Coinbase kann für sich genommen durchaus venue-spezifische Liquidationen auslösen, ein Risiko, das perpetual-artigen Märkten inhärent ist. Der Netto-Wert von 151 BTC verrät allerdings weder den Bruttohebel der Positionen noch die Schwellen, ab denen Zwangsliquidationen einsetzen würden, und kann die deutlich größere CME-Exponierung allein nicht ausgleichen.
Die zeitliche Einordnung wird zusätzlich durch die ETF-Flüsse erschwert. Laut Daten von Farside flossen US-Spot-Bitcoin-ETFs vom 24. bis 27. August 1,12 Milliarden Dollar zu, gefolgt von einem Abfluss von 201 Millionen Dollar am 28. August – über fünf Handelstage blieb der Saldo mit 924 Millionen Dollar netto positiv. Da der CFTC-Snapshot auf den 25. August fixiert ist, kann er diese späteren Zu- und Abflüsse nicht abbilden, was einen direkten Abgleich zwischen Derivatepositionierung und ETF-Nachfrage derzeit erschwert.

Kontext: Short-Position ist nicht automatisch eine Baisse-Wette
Die CFTC-Kategorien verknüpfen gemeldete Futures-Konten nicht mit Spot-Bitcoin-Beständen, ETF-Positionen oder Cross-Venue-Hedges. Ohne zeitgleiche Messwerte für die CME-Basis und die Coinbase-Funding-Rate lässt sich daher nicht sauber zwischen direktionalen Shorts, Cash-and-Carry-Trades und anderen Absicherungsformen unterscheiden.
Die Diskrepanz zeigt in erster Linie, wo die größere Exponierung im System liegt – nicht, ob es sich dabei um eine nackte Wette gegen Bitcoin oder um ein Bein eines abgesicherten Trades handelt. Diese Unterscheidung bleibt zentral für jede Einschätzung, ob aus der aktuellen Schieflage tatsächlich eine erzwungene Positionsbereinigung wird.

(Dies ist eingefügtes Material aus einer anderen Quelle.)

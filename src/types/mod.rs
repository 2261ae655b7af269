//! Stepwise-execution types: the status lifecycle, the mutable execution
//! record, the handler contract, and the shared cross-step state.
//!
//! Payloads and shared state are free-form `serde_json::Value`s; handlers
//! thread one value through a step's chain and may commit shared updates at
//! any point.

mod execution_snapshot;
mod execution_state;
#[cfg(test)]
mod execution_state_test;
mod execution_status;
#[cfg(test)]
mod execution_status_test;
mod shared_state;
#[cfg(test)]
mod shared_state_test;
mod step_handler;
#[cfg(test)]
mod step_handler_test;

pub use execution_snapshot::ExecutionSnapshot;
pub use execution_state::ExecutionState;
pub use execution_status::ExecutionStatus;
pub use shared_state::{SharedState, SharedUpdate};
pub use step_handler::{FnHandler, Handler, Step, StepHandler, StepsAndHandlers, handler};
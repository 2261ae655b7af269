//! The single mutable record behind one orchestrator instance.

use std::fmt;

use serde_json::Value;

use super::{ExecutionStatus, StepsAndHandlers};

/// The single mutable record behind one orchestrator instance: step cursor,
/// handler registry, last committed chain output, status, completion flag.
///
/// `step_output` is never cleared on navigation; it carries over as the input
/// seed for the next step's first handler. `all_done` is sticky: only the raw
/// setters clear it.
pub struct ExecutionState {
  pub current_step: usize,
  pub steps: StepsAndHandlers,
  pub step_output: Option<Value>,
  pub status: ExecutionStatus,
  pub all_done: bool,
}

impl ExecutionState {
  pub fn new(steps: StepsAndHandlers, initial_step: usize) -> Self {
    Self {
      current_step: initial_step,
      steps,
      step_output: None,
      status: ExecutionStatus::NotStarted,
      all_done: false,
    }
  }

  /// True when the cursor is at or past the last registered step. Also true
  /// for an empty registry, so a forced `next` on one marks completion.
  pub fn at_last_step(&self) -> bool {
    self.current_step + 1 >= self.steps.len()
  }
}

impl fmt::Debug for ExecutionState {
  fn fmt(&self, f: &mut fmt::Formatter<'_>) -> fmt::Result {
    f.debug_struct("ExecutionState")
      .field("current_step", &self.current_step)
      .field("steps", &self.steps.len())
      .field("step_output", &self.step_output)
      .field("status", &self.status)
      .field("all_done", &self.all_done)
      .finish()
  }
}
//! Tests for `ExecutionState`.

use serde_json::json;

use super::{ExecutionState, ExecutionStatus, Step};

fn empty_step() -> Step {
  vec![]
}

#[test]
fn new_starts_not_started_with_no_output() {
  let state = ExecutionState::new(vec![empty_step(), empty_step()], 0);
  assert_eq!(state.current_step, 0);
  assert_eq!(state.status, ExecutionStatus::NotStarted);
  assert_eq!(state.step_output, None);
  assert!(!state.all_done);
}

#[test]
fn new_respects_initial_step() {
  let state = ExecutionState::new(vec![empty_step(), empty_step(), empty_step()], 2);
  assert_eq!(state.current_step, 2);
}

#[test]
fn at_last_step_for_single_and_final_index() {
  let one = ExecutionState::new(vec![empty_step()], 0);
  assert!(one.at_last_step());

  let mut three = ExecutionState::new(vec![empty_step(), empty_step(), empty_step()], 0);
  assert!(!three.at_last_step());
  three.current_step = 2;
  assert!(three.at_last_step());
  three.current_step = 7;
  assert!(three.at_last_step());
}

#[test]
fn at_last_step_true_for_empty_registry() {
  let state = ExecutionState::new(vec![], 0);
  assert!(state.at_last_step());
}

#[test]
fn debug_summarizes_registry_size() {
  let mut state = ExecutionState::new(vec![empty_step()], 0);
  state.step_output = Some(json!(100));
  let printed = format!("{state:?}");
  assert!(printed.contains("steps: 1"));
  assert!(printed.contains("current_step: 0"));
}
//! Tests for `ExecutionStatus`.

use super::ExecutionStatus;

#[test]
fn display_renders_snake_case() {
  assert_eq!(ExecutionStatus::NotStarted.to_string(), "not_started");
  assert_eq!(ExecutionStatus::InProgress.to_string(), "in_progress");
  assert_eq!(ExecutionStatus::Success.to_string(), "success");
  assert_eq!(ExecutionStatus::Error.to_string(), "error");
}

#[test]
fn is_loading_only_in_progress() {
  assert!(ExecutionStatus::InProgress.is_loading());
  assert!(!ExecutionStatus::NotStarted.is_loading());
  assert!(!ExecutionStatus::Success.is_loading());
  assert!(!ExecutionStatus::Error.is_loading());
}

#[test]
fn serializes_to_snake_case_strings() {
  assert_eq!(
    serde_json::to_value(ExecutionStatus::NotStarted).unwrap(),
    serde_json::json!("not_started")
  );
  assert_eq!(
    serde_json::to_value(ExecutionStatus::Success).unwrap(),
    serde_json::json!("success")
  );
}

Nächste Signale für einen möglichen Unwind
Ein belastbareres Bild würde die nächste CFTC-Positionsveränderung liefern, kombiniert mit zeitgleichen Daten zur CME-Basis, zur Coinbase-Funding-Rate und zu den ETF-Flüssen. Erst der Abgleich dieser vier Datenpunkte würde zeigen, ob die CME-Shorts abgebaut, aufgestockt oder gegen Spot- und ETF-Positionen abgesichert werden.
Bis dahin bleibt die These einer Positionsbereinigung ein bedingtes Szenario, das sich aus der reinen Größenlücke zwischen CME und Coinbase nicht zwangsläufig ableiten lässt. Wer die kurzfristige Volatilität rund um solche Derivatedaten einschätzen will, findet ergänzenden Kontext auch in der Analyse zu Optionsverfall und wichtigen Kursmarken. Die zugrunde liegenden Zahlen stammen aus einer Auswertung von CryptoSlate.